Performance comparison of two commercial human whole-exome capture systems on formalin-fixed paraffin-embedded lung adenocarcinoma samples

Affiliations
Comparative Study

Performance comparison of two commercial human whole-exome capture systems on formalin-fixed paraffin-embedded lung adenocarcinoma samples

Silvia Bonfiglio et al. BMC Cancer. .

Abstract

Background: Next Generation Sequencing (NGS) has become a valuable tool for molecular landscape characterization of cancer genomes, leading to a better understanding of tumor onset and progression, and opening new avenues in translational oncology. Formalin-fixed paraffin-embedded (FFPE) tissue is the method of choice for storage of clinical samples, however low quality of FFPE genomic DNA (gDNA) can limit its use for downstream applications.
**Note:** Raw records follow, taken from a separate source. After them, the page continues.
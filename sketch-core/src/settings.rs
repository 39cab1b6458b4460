use regex::Regex;
use sha2::{Digest, Sha256};
use sketch_types::{GameSettings, RoomError, SettingsPatch, WordSelectionMode};
use std::sync::LazyLock;

use crate::word_catalog::normalize_words;

/// Hard upper bound on room size regardless of settings.
pub const MAX_ROOM_CAPACITY: usize = 12;
pub const MIN_PLAYERS_TO_START: usize = 2;

const ROUND_TIME_RANGE: std::ops::RangeInclusive<u32> = 30..=180;
const MAX_ROUNDS_RANGE: std::ops::RangeInclusive<u32> = 1..=10;
const MAX_PLAYERS_RANGE: std::ops::RangeInclusive<usize> = 2..=MAX_ROOM_CAPACITY;

static CUSTOM_WORD: LazyLock<Regex> = LazyLock::new(|| {
    Regex::new(r"^[A-Z0-9][A-Z0-9 '\-]{0,31}$").expect("custom word pattern is valid")
});

/// Defaults with the patch applied on top.
pub fn resolve_settings(patch: &SettingsPatch) -> Result<GameSettings, RoomError> {
    apply_patch(&GameSettings::default(), patch)
}

/// Apply a partial update, normalize it, then validate the result.
pub fn apply_patch(current: &GameSettings, patch: &SettingsPatch) -> Result<GameSettings, RoomError> {
    let mut settings = current.clone();

    if let Some(round_time) = patch.round_time {
        settings.round_time = round_time;
    }
    if let Some(max_rounds) = patch.max_rounds {
        settings.max_rounds = max_rounds;
    }
    if let Some(points) = patch.points_for_correct_guess {
        settings.points_for_correct_guess = points;
    }
    if let Some(points) = patch.points_for_drawer {
        settings.points_for_drawer = points;
    }
    if let Some(hint_timings) = &patch.hint_timings {
        settings.hint_timings = hint_timings.clone();
    }
    if let Some(categories) = &patch.categories {
        settings.categories = categories.clone();
    }
    if let Some(difficulty) = patch.difficulty {
        settings.difficulty = difficulty;
    }
    if let Some(max_players) = patch.max_players {
        settings.max_players = max_players;
    }
    if let Some(word_mode) = patch.word_mode {
        settings.word_mode = word_mode;
    }
    if let Some(include) = patch.include_custom_words {
        settings.include_custom_words = include;
    }
    if let Some(custom_words) = &patch.custom_words {
        settings.custom_words = custom_words.clone();
    }

    settings.hint_timings.sort_unstable();
    settings.hint_timings.dedup();
    settings.custom_words = normalize_words(&settings.custom_words);

    validate(&settings)?;
    Ok(settings)
}

pub fn validate(settings: &GameSettings) -> Result<(), RoomError> {
    if !ROUND_TIME_RANGE.contains(&settings.round_time) {
        return Err(RoomError::invalid_config(format!(
            "round time must be between {} and {} seconds",
            ROUND_TIME_RANGE.start(),
            ROUND_TIME_RANGE.end()
        )));
    }
    if !MAX_ROUNDS_RANGE.contains(&settings.max_rounds) {
        return Err(RoomError::invalid_config(format!(
            "rounds must be between {} and {}",
            MAX_ROUNDS_RANGE.start(),
            MAX_ROUNDS_RANGE.end()
        )));
    }
    if !MAX_PLAYERS_RANGE.contains(&settings.max_players) {
        return Err(RoomError::invalid_config(format!(
            "max players must be between {} and {}",
            MAX_PLAYERS_RANGE.start(),
            MAX_PLAYERS_RANGE.end()
        )));
    }
    if settings.hint_timings.iter().any(|t| *t > 100) {
        return Err(RoomError::invalid_config(
            "hint timings must be percentages between 0 and 100",
        ));
    }
    if settings.word_mode != WordSelectionMode::CustomOnly && settings.categories.is_empty() {
        return Err(RoomError::invalid_config("select at least one category"));
    }
    if let Some(word) = settings
        .custom_words
        .iter()
        .find(|word| !CUSTOM_WORD.is_match(word))
    {
        return Err(RoomError::invalid_config(format!(
            "custom word \"{}\" is not allowed",
            word
        )));
    }
    Ok(())
}

/// Effective capacity of a room.
pub fn capacity(settings: &GameSettings) -> usize {
    settings.max_players.min(MAX_ROOM_CAPACITY)
}

/// SHA-256 hex digest stored in place of the plain password.
pub fn hash_password(password: &str) -> String {
    hex::encode(Sha256::digest(password.as_bytes()))
}

pub fn verify_password(hash: &str, candidate: Option<&str>) -> bool {
    candidate.is_some_and(|candidate| hash_password(candidate) == hash)
}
Methods: To investigate the FFPE specimen suitability for NGS analysis and to establish the performance of two solution-based exome capture technologies, we compared the whole-exome sequencing (WES) data of gDNA extracted from 5 fresh frozen (FF) and 5 matched FFPE lung adenocarcinoma tissues using: SeqCap EZ Human Exome v.3.0 (Roche NimbleGen) and SureSelect XT Human All Exon v.5 (Agilent Technologies).

Results: Sequencing metrics on Illumina HiSeq were optimal for both exome systems and comparable among FFPE and FF samples, with a slight increase of PCR duplicates in FFPE, mainly in Roche NimbleGen libraries. Comparison of single nucleotide variants (SNVs) between FFPE-FF pairs reached overlapping values >90 % in both systems. Both WES showed high concordance with target re-sequencing data by Ion PGM™ in 22 lung-cancer genes, regardless the source of samples. Exon coverage of 623 cancer-related genes revealed high coverage efficiency of both kits, proposing WES as a valid alternative to target re-sequencing.

Conclusions: High-quality and reliable data can be successfully obtained from WES of FFPE samples starting from a relatively low amount of input gDNA, suggesting the inclusion of NGS-based tests into clinical contest. In conclusion, our analysis suggests that the WES approach could be extended to a translational research context as well as to the clinic (e.g. to study rare malignancies), where the simultaneous analysis of the whole coding region of the genome may help in the detection of cancer-linked variants.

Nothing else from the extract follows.